Inclusion is the concept of everybody - irrelevant of being marginalised or having any kind of (dis)ability - being accepted into society with the same rights and opportunities as everyone else.
People affected by NTDs are often poor and already marginalised. NTD-related impairments, activity limitation and/or stigma and discrimination may aggravate this and may lead to various forms of social exclusion.
For which NTDs is this relevant?
It affects all people with NTDs who are poor, but especially those persons who suffer from stigmatised conditions, like Buruli ulcer, Chagas disease, lymphatic filariasis, podoconiosis, leishmaniasis, leprosy, onchocerciasis and schistosomiasis.

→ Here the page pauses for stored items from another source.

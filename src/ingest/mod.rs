// Ingest module
// Builds the knowledge index from a directory of markdown documents


use indicatif::{ProgressBar, ProgressStyle};
use std::path::{Path, PathBuf};
use std::sync::Arc;
use tracing::{debug, info, warn};
use walkdir::WalkDir;

use crate::AssistError;
use crate::database::VectorIndex;
use crate::embeddings::chunking::{ChunkingConfig, KnowledgeChunk, chunk_documents};
use crate::embeddings::Embedder;

const DEFAULT_EMBED_BATCH: usize = 32;

/// What an ingest run stored
#[derive(Debug, Clone, Copy, Default, PartialEq, Eq)]
pub struct IngestReport {
    pub files: usize,
    pub chunks: usize,
}

/// Replaces the contents of the knowledge index with chunks of every
/// `*.md` file under a directory
pub struct KnowledgeIngestor {
    embedder: Arc<dyn Embedder>,
    index: Arc<dyn VectorIndex>,
    chunking: ChunkingConfig,
    batch_size: usize,
}

impl KnowledgeIngestor {
    #[inline]
    pub fn new(
        embedder: Arc<dyn Embedder>,
        index: Arc<dyn VectorIndex>,
        chunking: ChunkingConfig,
    ) -> Self {
        Self {
            embedder,
            index,
            chunking,
            batch_size: DEFAULT_EMBED_BATCH,
        }
    }

    #[inline]
    #[must_use]
    pub fn with_batch_size(mut self, batch_size: usize) -> Self {
        self.batch_size = batch_size.max(1);
        self
    }

    /// Clear the index, then chunk, embed and store every markdown file
    /// under `dir`
    #[inline]
    pub async fn ingest(&self, dir: &Path) -> crate::Result<IngestReport> {
        if self.chunking.overlap >= self.chunking.chunk_size {
            return Err(AssistError::Config(format!(
                "Chunk overlap {} must be smaller than chunk size {}",
                self.chunking.overlap, self.chunking.chunk_size
            )));
        }

        self.index.clear().await?;

        let files = markdown_files(dir)?;
        if files.is_empty() {
            warn!("No .md files found under {}", dir.display());
            return Ok(IngestReport::default());
        }

        let mut documents = Vec::with_capacity(files.len());
        for path in &files {
            debug!("Reading {}", path.display());
            documents.push(std::fs::read_to_string(path)?);
        }

        let chunks = chunk_documents(documents.iter().map(String::as_str), &self.chunking);
        if chunks.is_empty() {
            warn!("Markdown files under {} contain no text", dir.display());
            return Ok(IngestReport {
                files: files.len(),
                chunks: 0,
            });
        }

        self.store(&chunks).await?;

        info!(
            "Ingested {} chunks from {} files into the knowledge index",
            chunks.len(),
            files.len()
        );
        Ok(IngestReport {
            files: files.len(),
            chunks: chunks.len(),
        })
    }

    async fn store(&self, chunks: &[KnowledgeChunk]) -> crate::Result<()> {
        let bar = if console::user_attended_stderr() {
            ProgressBar::new(chunks.len() as u64).with_style(
                ProgressStyle::with_template("{bar:40} [{pos}/{len}] Embedding {msg}")
                    .map_err(|e| AssistError::Other(e.into()))?,
            )
        } else {
            ProgressBar::hidden()
        };

        for batch in chunks.chunks(self.batch_size) {
            let ids: Vec<String> = batch.iter().map(|c| c.id.clone()).collect();
            let texts: Vec<String> = batch.iter().map(|c| c.content.clone()).collect();

            let vectors = self.embedder.embed(&texts).await?;
            if vectors.len() != texts.len() {
                bar.abandon();
                return Err(AssistError::Embedding(format!(
                    "Expected {} embeddings, got {}",
                    texts.len(),
                    vectors.len()
                )));
            }

            self.index.upsert(&ids, &vectors, &texts).await?;
            bar.inc(batch.len() as u64);
        }

        bar.finish_and_clear();
        Ok(())
    }
}

/// Every `*.md` file below `dir`, in sorted path order. A missing directory
/// has no files.
#[inline]
pub fn markdown_files(dir: &Path) -> crate::Result<Vec<PathBuf>> {
    if !dir.exists() {
        return Ok(Vec::new());
    }

    let mut files = Vec::new();
    for entry in WalkDir::new(dir) {
        let entry = entry.map_err(|e| AssistError::Other(e.into()))?;
        if !entry.file_type().is_file() {
            continue;
        }

        let path = entry.path();
        if path.extension().is_some_and(|ext| ext == "md") {
            files.push(path.to_path_buf());
        }
    }

    files.sort();
    Ok(files)
}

Inclusion is a universal need and it is closely related to human rights. In the wake of the UN Convention on the Rights of Persons with Disabilities (CRPD) and the Sustainable Development Goals (SDGs) with their slogan, ‘Leave no one behind’, there is an increasing interest in promoting inclusion of people and groups that were excluded to date. Approaches that work for one group, such as socio-economic empowerment, self-organisation and self-advocacy, often also work for other groups, regardless of the cause of the exclusion. Community-based rehabilitation (CBR) is seen as a strategy for disability-inclusive development. Since inclusion is a need for all persons with disabilities, it can be a vehicle with which persons with NTD-related disabilities can join or be linked to disability organisations, services and facilities. Once a member of a larger disabled people's organisation, these can then advocate for inclusion in mainstream development programmes and wider society.